The Wine-Dark Sea (19 page)

Read The Wine-Dark Sea Online

Authors: Patrick O'Brian

BOOK: The Wine-Dark Sea
12.46Mb size Format: txt, pdf, ePub

'Parted company so soon?' cried Grainger. 'I never knew; nor did Vidal when he spoke to me this morning.' Then recovering himself, 'Mr Martin, of course. Pray give the poor gentleman my kind good-day. We were right moved to hear he had tried to creep on deck to bury our shipmates.'

'Nathaniel Martin,' said Stephen, 'I am sorry to have left you so long untended.'

'Not at all, not at all,' cried Martin. 'That good Padeen has been by, Emily brought me a cup of tea, and I have slept much of the time: I am indeed very much better.'

'So I see,' said Stephen, bringing his lantern down to look into Martin's face. He then turned back the sheet. 'The disorders of the skin,' he observed, gently feeling the ugliest lesion, 'are perhaps the most puzzling in all medicine. Here is a sensible diminution within hours.'

'I slept as I have not slept for - for Heaven knows how long, my body lying peacefully at last: no incessant irritation, no pain from the slightest pressure, no perpetual turning in vain for ease.'

'There is nothing to be done without sleep,' said Stephen, and he continued with his examination. 'Yet,' said he, replacing the sheet, 'I shall be glad to set you on shore. Your skin may well be on the mend, but I am not at all satisfied with your heart or your lungs or your elimination; and from what you tell me the vertigo is as bad as ever, even worse. Firm land under foot may do wonders; and a vegetable diet. The same is to be said for several of our patients.'

'We have so often known it to be the case,' said Martin. 'In parenthesis, may I tell you a strange thing? Some hours ago, as I was coming out of a blessed doze, I thought I heard a sea-lion bark, and my heart lifted with happiness, as it did when I was a boy, or even in New South Wales. How close are we to the shore?'

'I cannot tell, but they said before we parted company - for the Captain is standing to the westward: he leaves you his particular compliments - that the Cordillera was distinctly to be seen from the masthead; and there may well be some rocky islands close at hand where sea-lions live. For my own part I have seen a file of pelicans, and they are not birds to go far from land.'

'Very true. But pray tell me about the present state of the sick-berth. I am afraid you have been cruelly overworked.'

They talked for a while about the recent incised, lacerated, punctured and gun-shot wounds, the fractures simple, compound or comminuted that had come below, and Stephen's success or failure in dealing with them, speaking in an objective, professional manner. In a less detached tone Martin asked after the Captain. 'It is the eye that troubles me,' said Stephen. 'The pike-thrust is healing by first intention; the head-wound, though its stunning effect is still evident to a slight degree, is of no consequence; nor is the loss of blood. But the eye received the wad of the pistol-bullet that tore his scalp, a thick, gritty, partially disintegrated wad. I extracted many fragments and I believe there was no grave scoring of the cornea nor of course any penetration. But there is great and persistent hyperaemia and lachrymation..." He was about to say that 'such a patient was not to be relied upon - would double doses - would swallow them together with any quack panacea - would listen to the first cow-leech he might encounter', but he restrained himself and their conversation returned to the sick-berth as Martin had left it, to their old patients.

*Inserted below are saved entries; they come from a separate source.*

use std::sync::Arc;
use std::sync::atomic::Ordering;
use std::time::Duration;

use chrono::{Duration as ChronoDuration, Utc};

use super::{bulk, fast_config, reply, test_engine, wait_until};
use crate::core::error::CoreError;
use crate::core::jobs::engine::EngineConfig;
use crate::core::jobs::{DmPayload, JobPayload, JobStatus, SubmitOptions};
use crate::core::remote::mock::MockActionClient;
use crate::core::remote::ReplyOutcome;

#[tokio::test]
async fn pending_reply_runs_on_the_next_tick() {
    let client = Arc::new(MockActionClient::new());
    client.script_reply(Ok(ReplyOutcome {
        reply_id: "999".to_string(),
        reply_url: "https://x.com/i/status/999".to_string(),
    }));
    let engine = test_engine(Arc::clone(&client), fast_config());

    let job = engine
        .submit(JobPayload::Reply(reply("42")), SubmitOptions::default())
        .await
        .unwrap();
    assert_eq!(job.status, JobStatus::Pending);

    engine.tick().await;
    wait_until(Duration::from_secs(2), || async {
        engine.get(&job.id).await.unwrap().status.is_terminal()
    })
    .await;

    let done = engine.get(&job.id).await.unwrap();
    assert_eq!(done.status, JobStatus::Completed);
    assert_eq!(
        done.result.unwrap().reply_url(),
        Some("https://x.com/i/status/999")
    );
    assert_eq!(client.reply_calls.load(Ordering::SeqCst), 1);

    // Timestamps advance monotonically through the lifecycle.
    assert!(done.scheduled_at.unwrap() >= done.created_at);
    assert!(done.started_at.unwrap() >= done.scheduled_at.unwrap());
    assert!(done.completed_at.unwrap() >= done.started_at.unwrap());
}

#[tokio::test]
async fn scheduled_reply_waits_for_its_due_time() {
    let client = Arc::new(MockActionClient::new());
    let engine = test_engine(Arc::clone(&client), fast_config());

    let job = engine
        .submit(
            JobPayload::Reply(reply("42")),
            SubmitOptions {
                run_at: Some(Utc::now() + ChronoDuration::seconds(1)),
                ..Default::default()
            },
        )
        .await
        .unwrap();
    assert_eq!(job.status, JobStatus::Scheduled);

    engine.tick().await;
    assert_eq!(engine.get(&job.id).await.unwrap().status, JobStatus::Scheduled);
    assert_eq!(client.reply_calls.load(Ordering::SeqCst), 0);

    tokio::time::sleep(Duration::from_millis(1100)).await;
    engine.tick().await;
    wait_until(Duration::from_secs(2), || async {
        engine.get(&job.id).await.unwrap().status == JobStatus::Completed
    })
    .await;
    assert_eq!(client.reply_calls.load(Ordering::SeqCst), 1);
}

#[tokio::test]
async fn batch_failures_are_isolated_per_job() {
    let client = Arc::new(MockActionClient::new());
    client.script_reply(Ok(ReplyOutcome {
        reply_id: "a".to_string(),
        reply_url: "https://x.com/i/status/a".to_string(),
    }));
    client.script_reply(Err(CoreError::RemoteCall("boom".to_string())));
    client.script_reply(Ok(ReplyOutcome {
        reply_id: "c".to_string(),
        reply_url: "https://x.com/i/status/c".to_string(),
    }));
    let engine = test_engine(Arc::clone(&client), fast_config());

    let jobs = engine
        .submit_bulk(bulk(vec![reply("1"), reply("2"), reply("3")]), (0, 0))
        .await
        .unwrap();

    engine.tick().await;
    wait_until(Duration::from_secs(2), || async {
        let (_, summary) = engine.snapshot().await;
        summary.completed + summary.failed == 3
    })
    .await;

    let (_, summary) = engine.snapshot().await;
    assert_eq!(summary.completed, 2);
    assert_eq!(summary.failed, 1);

    let failed = engine.get(&jobs[1].id).await.unwrap();
    assert_eq!(failed.status, JobStatus::Failed);
    assert!(failed.error.unwrap().contains("boom"));
    assert!(failed.result.is_none());
}

#[tokio::test]
async fn timed_out_remote_call_fails_the_job() {
    let client = Arc::new(MockActionClient::new());
    client.script_reply(Err(CoreError::Timeout(60)));
    let engine = test_engine(Arc::clone(&client), fast_config());

    let job = engine
        .submit(JobPayload::Reply(reply("42")), SubmitOptions::default())
        .await
        .unwrap();
    engine.tick().await;
    wait_until(Duration::from_secs(2), || async {
        engine.get(&job.id).await.unwrap().status.is_terminal()
    })
    .await;

    // A hang is a terminal failure like any other remote error; no retry.
    let done = engine.get(&job.id).await.unwrap();
    assert_eq!(done.status, JobStatus::Failed);
    assert!(done.error.unwrap().contains("timed out after 60 seconds"));
    assert!(done.completed_at.is_some());
    assert!(done.result.is_none());
}

#[tokio::test]
async fn completed_reply_schedules_the_follow_up_dm() {
    let client = Arc::new(MockActionClient::new());
    let engine = test_engine(Arc::clone(&client), fast_config());

    let job = engine
        .submit(
            JobPayload::Reply(reply("42")),
            SubmitOptions {
                follow_up_dm: Some(DmPayload {
                    recipient: "someone".to_string(),
                    message: "thanks for the raid".to_string(),
                    account: "acct1".to_string(),
                }),
                dm_delay_secs: Some((0, 0)),
                ..Default::default()
            },
        )
        .await
        .unwrap();

    engine.tick().await;
    wait_until(Duration::from_secs(2), || async {
        let (jobs, _) = engine.snapshot().await;
        jobs.len() == 2
    })
    .await;

    engine.tick().await;
    wait_until(Duration::from_secs(2), || async {
        client.dm_calls.load(Ordering::SeqCst) == 1
    })
    .await;

    let (jobs, _) = engine.snapshot().await;
    let dm = jobs.iter().find(|j| j.payload.kind() == "dm").unwrap();
    assert_ne!(dm.id, job.id);
    assert_eq!(dm.status, JobStatus::Completed);
}

#[tokio::test]
async fn in_flight_cap_limits_concurrent_dispatch() {
    let client =
        Arc::new(MockActionClient::new().with_reply_latency(Duration::from_millis(300)));
    let engine = test_engine(
        Arc::clone(&client),
        EngineConfig {
            max_in_flight: 1,
            ..fast_config()
        },
    );

    for id in ["1", "2", "3"] {
        engine
            .submit(JobPayload::Reply(reply(id)), SubmitOptions::default())
            .await
            .unwrap();
    }

    engine.tick().await;
    engine.tick().await;
    let (_, summary) = engine.snapshot().await;
    assert_eq!(summary.running, 1);
    assert_eq!(summary.pending, 2);

    // Draining ticks finish the backlog one at a time.
    wait_until(Duration::from_secs(5), || async {
        engine.tick().await;
        let (_, summary) = engine.snapshot().await;
        summary.completed == 3
    })
    .await;
    assert_eq!(client.reply_calls.load(Ordering::SeqCst), 3);
}

#[tokio::test]
async fn submissions_are_validated_up_front() {
    let engine = test_engine(Arc::new(MockActionClient::new()), fast_config());

    let mut empty = reply("1");
    empty.text = "  ".to_string();
    let err = engine
        .submit(JobPayload::Reply(empty), SubmitOptions::default())
        .await
        .unwrap_err();
    assert!(matches!(err, CoreError::Validation(_)));

    let mut unknown = reply("1");
    unknown.account = "nobody".to_string();
    let err = engine
        .submit(JobPayload::Reply(unknown), SubmitOptions::default())
        .await
        .unwrap_err();
    assert!(matches!(err, CoreError::Validation(_)));

    let (_, summary) = engine.snapshot().await;
    assert_eq!(summary.total, 0);
}
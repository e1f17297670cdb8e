use rand::rngs::StdRng;
use rand::seq::SliceRandom;
use rand::{Rng, SeedableRng};
use std::sync::Mutex;

/// Source of humanized randomness: inter-send spacing, like delays, scheduler
/// jitter, and random picks of accounts / cashtags / raid targets.
///
/// Seedable so tests can pin every roll.
pub struct DelayGenerator {
    rng: Mutex<StdRng>,
}

impl DelayGenerator {
    pub fn new() -> Self {
        Self {
            rng: Mutex::new(StdRng::from_entropy()),
        }
    }

    pub fn from_seed(seed: u64) -> Self {
        Self {
            rng: Mutex::new(StdRng::seed_from_u64(seed)),
        }
    }

    fn with_rng<T>(&self, f: impl FnOnce(&mut StdRng) -> T) -> T {
        let mut rng = self.rng.lock().unwrap_or_else(|e| e.into_inner());
        f(&mut rng)
    }

    /// Uniform number of seconds in `[min, max]`, both bounds inclusive.
    pub fn delay_secs(&self, min: u64, max: u64) -> u64 {
        let hi = max.max(min);
        self.with_rng(|rng| rng.gen_range(min..=hi))
    }

    /// Uniform number of minutes in `[min, max]`, both bounds inclusive.
    pub fn offset_minutes(&self, min: i64, max: i64) -> i64 {
        let hi = max.max(min);
        self.with_rng(|rng| rng.gen_range(min..=hi))
    }

    /// Uniform integer in `[min, max]`, e.g. the number of raid rounds.
    pub fn roll(&self, min: usize, max: usize) -> usize {
        let hi = max.max(min);
        self.with_rng(|rng| rng.gen_range(min..=hi))
    }

    /// Index into a collection of `len` elements. `len` must be non-zero.
    pub fn pick_index(&self, len: usize) -> usize {
        if len <= 1 {
            return 0;
        }
        self.with_rng(|rng| rng.gen_range(0..len))
    }

    /// Up to `count` distinct random elements of `items`.
    pub fn sample<T: Clone>(&self, items: &[T], count: usize) -> Vec<T> {
        self.with_rng(|rng| {
            items
                .choose_multiple(rng, count.min(items.len()))
                .cloned()
                .collect()
        })
    }
}

impl Default for DelayGenerator {
    fn default() -> Self {
        Self::new()
    }
}
use anyhow::Result;
use std::sync::Arc;
use tokio::sync::Mutex;
use tracing::{info, warn};

#[async_trait::async_trait]
pub trait LifecycleComponent {
    async fn on_init(&mut self) -> Result<()> {
        Ok(())
    }
    async fn on_start(&mut self) -> Result<()> {
        Ok(())
    }
    async fn on_shutdown(&mut self) -> Result<()> {
        Ok(())
    }
}

/// Drives the daemon's components through init → start → shutdown.
pub struct LifecycleManager {
    components: Vec<Arc<Mutex<dyn LifecycleComponent + Send + Sync>>>,
}

impl LifecycleManager {
    pub fn new() -> Self {
        Self {
            components: Vec::new(),
        }
    }

    pub fn attach(&mut self, component: Arc<Mutex<dyn LifecycleComponent + Send + Sync>>) {
        self.components.push(component);
    }

    pub async fn start(&mut self) -> Result<()> {
        info!("Lifecycle Phase: Init");
        for comp in &self.components {
            comp.lock().await.on_init().await?;
        }

        info!("Lifecycle Phase: Start");
        for comp in &self.components {
            comp.lock().await.on_start().await?;
        }

        info!("Lifecycle Phase: Ready");
        Ok(())
    }

    pub async fn shutdown(&mut self) -> Result<()> {
        info!("Lifecycle Phase: Shutdown");
        for comp in &self.components {
            if let Err(e) = comp.lock().await.on_shutdown().await {
                warn!("Component shutdown error: {}", e);
            }
        }
        Ok(())
    }
}

impl Default for LifecycleManager {
    fn default() -> Self {
        Self::new()
    }
}

/// Wraps a background loop (dispatch, calendar tick, heartbeat) as a
/// lifecycle component so shutdown can abort it.
pub struct BackgroundTask {
    name: &'static str,
    spawn: Option<Box<dyn FnOnce() -> tokio::task::JoinHandle<()> + Send + Sync>>,
    handle: Option<tokio::task::JoinHandle<()>>,
}

impl BackgroundTask {
    pub fn new(
        name: &'static str,
        spawn: impl FnOnce() -> tokio::task::JoinHandle<()> + Send + Sync + 'static,
    ) -> Self {
        Self {
            name,
            spawn: Some(Box::new(spawn)),
            handle: None,
        }
    }
}

#[async_trait::async_trait]
impl LifecycleComponent for BackgroundTask {
    async fn on_start(&mut self) -> Result<()> {
        if let Some(spawn) = self.spawn.take() {
            info!("Starting background task: {}", self.name);
            self.handle = Some(spawn());
        }
        Ok(())
    }

    async fn on_shutdown(&mut self) -> Result<()> {
        if let Some(handle) = self.handle.take() {
            handle.abort();
            info!("Stopped background task: {}", self.name);
        }
        Ok(())
    }
}
pub mod engine;
pub mod store;

use chrono::{DateTime, Utc};
use serde::{Deserialize, Serialize};

use crate::core::error::{CoreError, CoreResult};
use crate::core::remote::TweetRef;

#[derive(Debug, Clone, Copy, PartialEq, Eq, Hash, Serialize, Deserialize)]
#[serde(rename_all = "snake_case")]
pub enum JobStatus {
    Pending,
    Scheduled,
    Running,
    Completed,
    Failed,
    Cancelled,
}

impl JobStatus {
    pub fn as_str(self) -> &'static str {
        match self {
            JobStatus::Pending => "pending",
            JobStatus::Scheduled => "scheduled",
            JobStatus::Running => "running",
            JobStatus::Completed => "completed",
            JobStatus::Failed => "failed",
            JobStatus::Cancelled => "cancelled",
        }
    }

    pub fn is_terminal(self) -> bool {
        matches!(
            self,
            JobStatus::Completed | JobStatus::Failed | JobStatus::Cancelled
        )
    }

    /// Only jobs that have not been handed to the executor can be cancelled.
    pub fn is_cancellable(self) -> bool {
        matches!(self, JobStatus::Pending | JobStatus::Scheduled)
    }
}

/// Legal job transitions. Terminal states never resurrect; a failed job must
/// be resubmitted by a caller.
pub fn can_transition(from: JobStatus, to: JobStatus) -> bool {
    if from == to {
        return true;
    }
    match from {
        JobStatus::Pending | JobStatus::Scheduled => {
            matches!(to, JobStatus::Running | JobStatus::Cancelled)
        }
        JobStatus::Running => matches!(to, JobStatus::Completed | JobStatus::Failed),
        JobStatus::Completed | JobStatus::Failed | JobStatus::Cancelled => false,
    }
}

#[derive(Debug, Clone, Serialize, Deserialize)]
pub struct ReplyPayload {
    pub tweet_id: String,
    pub text: String,
    pub account: String,
    #[serde(default, skip_serializing_if = "Option::is_none")]
    pub media: Option<String>,
    #[serde(default, skip_serializing_if = "Option::is_none")]
    pub tweet_url: Option<String>,
}

#[derive(Debug, Clone, Serialize, Deserialize)]
pub struct DmPayload {
    pub recipient: String,
    pub message: String,
    pub account: String,
}

fn default_max_results() -> usize {
    20
}

#[derive(Debug, Clone, Serialize, Deserialize)]
pub struct SearchPayload {
    pub terms: Vec<String>,
    pub account: String,
    #[serde(default = "default_max_results")]
    pub max_results: usize,
}

/// Type-specific payload, decided at construction time and never mutated
/// across types.
#[derive(Debug, Clone, Serialize, Deserialize)]
#[serde(tag = "type", rename_all = "snake_case")]
pub enum JobPayload {
    Reply(ReplyPayload),
    Dm(DmPayload),
    Search(SearchPayload),
    BulkReply(ReplyPayload),
}

impl JobPayload {
    pub fn kind(&self) -> &'static str {
        match self {
            JobPayload::Reply(_) => "reply",
            JobPayload::Dm(_) => "dm",
            JobPayload::Search(_) => "search",
            JobPayload::BulkReply(_) => "bulk_reply",
        }
    }

    pub fn account(&self) -> &str {
        match self {
            JobPayload::Reply(p) | JobPayload::BulkReply(p) => &p.account,
            JobPayload::Dm(p) => &p.account,
            JobPayload::Search(p) => &p.account,
        }
    }

    /// Rejects jobs with missing required fields before they are stored.
    pub fn validate(&self) -> CoreResult<()> {
        let missing = |field: &str, kind: &str| {
            Err(CoreError::Validation(format!(
                "{} job requires a non-empty {}",
                kind, field
            )))
        };
        match self {
            JobPayload::Reply(p) | JobPayload::BulkReply(p) => {
                if p.tweet_id.trim().is_empty() {
                    return missing("tweet_id", self.kind());
                }
                if p.text.trim().is_empty() {
                    return missing("text", self.kind());
                }
                if p.account.trim().is_empty() {
                    return missing("account", self.kind());
                }
            }
            JobPayload::Dm(p) => {
                if p.recipient.trim().is_empty() {
                    return missing("recipient", "dm");
                }
                if p.message.trim().is_empty() {
                    return missing("message", "dm");
                }
                if p.account.trim().is_empty() {
                    return missing("account", "dm");
                }
            }
            JobPayload::Search(p) => {
                if p.terms.iter().all(|t| t.trim().is_empty()) {
                    return missing("terms", "search");
                }
                if p.account.trim().is_empty() {
                    return missing("account", "search");
                }
            }
        }
        Ok(())
    }
}

#[derive(Debug, Clone, Serialize, Deserialize)]
#[serde(tag = "kind", rename_all = "snake_case")]
pub enum JobResult {
    Reply { reply_id: String, reply_url: String },
    Dm,
    Search { tweets: Vec<TweetRef> },
}

impl JobResult {
    pub fn reply_url(&self) -> Option<&str> {
        match self {
            JobResult::Reply { reply_url, .. } => Some(reply_url),
            _ => None,
        }
    }
}

#[derive(Debug, Clone, Serialize, Deserialize)]
pub struct JobProgress {
    pub current: usize,
    pub total: usize,
    pub message: String,
}

/// Options attached at submission time. `run_at` defers the job; a follow-up
/// DM is submitted after the reply completes, delayed by `dm_delay_secs`.
#[derive(Debug, Clone, Default, Deserialize)]
pub struct SubmitOptions {
    #[serde(default)]
    pub run_at: Option<DateTime<Utc>>,
    #[serde(default)]
    pub follow_up_dm: Option<DmPayload>,
    #[serde(default)]
    pub dm_delay_secs: Option<(u64, u64)>,
}

/// A unit of scheduled remote work. Mutated only by the executor once stored.
#[derive(Debug, Clone, Serialize)]
pub struct Job {
    pub id: String,
    #[serde(flatten)]
    pub payload: JobPayload,
    pub status: JobStatus,
    pub created_at: DateTime<Utc>,
    pub scheduled_at: Option<DateTime<Utc>>,
    pub started_at: Option<DateTime<Utc>>,
    pub completed_at: Option<DateTime<Utc>>,
    #[serde(skip_serializing_if = "Option::is_none")]
    pub error: Option<String>,
    #[serde(skip_serializing_if = "Option::is_none")]
    pub result: Option<JobResult>,
    #[serde(skip_serializing_if = "Option::is_none")]
    pub progress: Option<JobProgress>,
    #[serde(skip_serializing_if = "Option::is_none")]
    pub batch_id: Option<String>,
    #[serde(skip)]
    pub options: SubmitOptions,
}

impl Job {
    pub fn new(payload: JobPayload, options: SubmitOptions, now: DateTime<Utc>) -> Self {
        let (status, scheduled_at) = match options.run_at {
            Some(at) if at > now => (JobStatus::Scheduled, Some(at)),
            _ => (JobStatus::Pending, None),
        };
        Self {
            id: uuid::Uuid::new_v4().to_string(),
            payload,
            status,
            created_at: now,
            scheduled_at,
            started_at: None,
            completed_at: None,
            error: None,
            result: None,
            progress: None,
            batch_id: None,
            options,
        }
    }

    /// The instant the job becomes due. Pending jobs are due immediately.
    pub fn due_at(&self) -> DateTime<Utc> {
        self.scheduled_at.unwrap_or(self.created_at)
    }
}

#[cfg(test)]
mod tests;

'And how are Grant and MacDuff?' asked Martin.

'Those who had the Vienna treatment? Grant died just before the action, and clearly I did not have time to open him: but I strongly suspect the corrosive sublimate. MacDuff is well enough for light duties, though his constitution is much shattered; I doubt his full recovery.'

After a pause, and in an altered voice, Martin said, 'I must tell you that I too took the Vienna treatment.'

'In what dose?"

'I could find nothing in our authorities, so I based myself on the amount we used for our calomel draughts.'

Stephen said nothing. The bolder Austrian physicians might administer a quarter of a grain of the sublimate: the usual dose of calomel was four.

'Perhaps I was rash," said Martin. 'But I was desperate; and the calomel and guaiacum seemed to do no good.'

'They could not cure a disease you did not have,' said Stephen. 'But in any event I shall be glad to have you in hospital, where you can with something like decency and comfort be purged and purged again. We must do everything possible to rid your system of this noxious substance."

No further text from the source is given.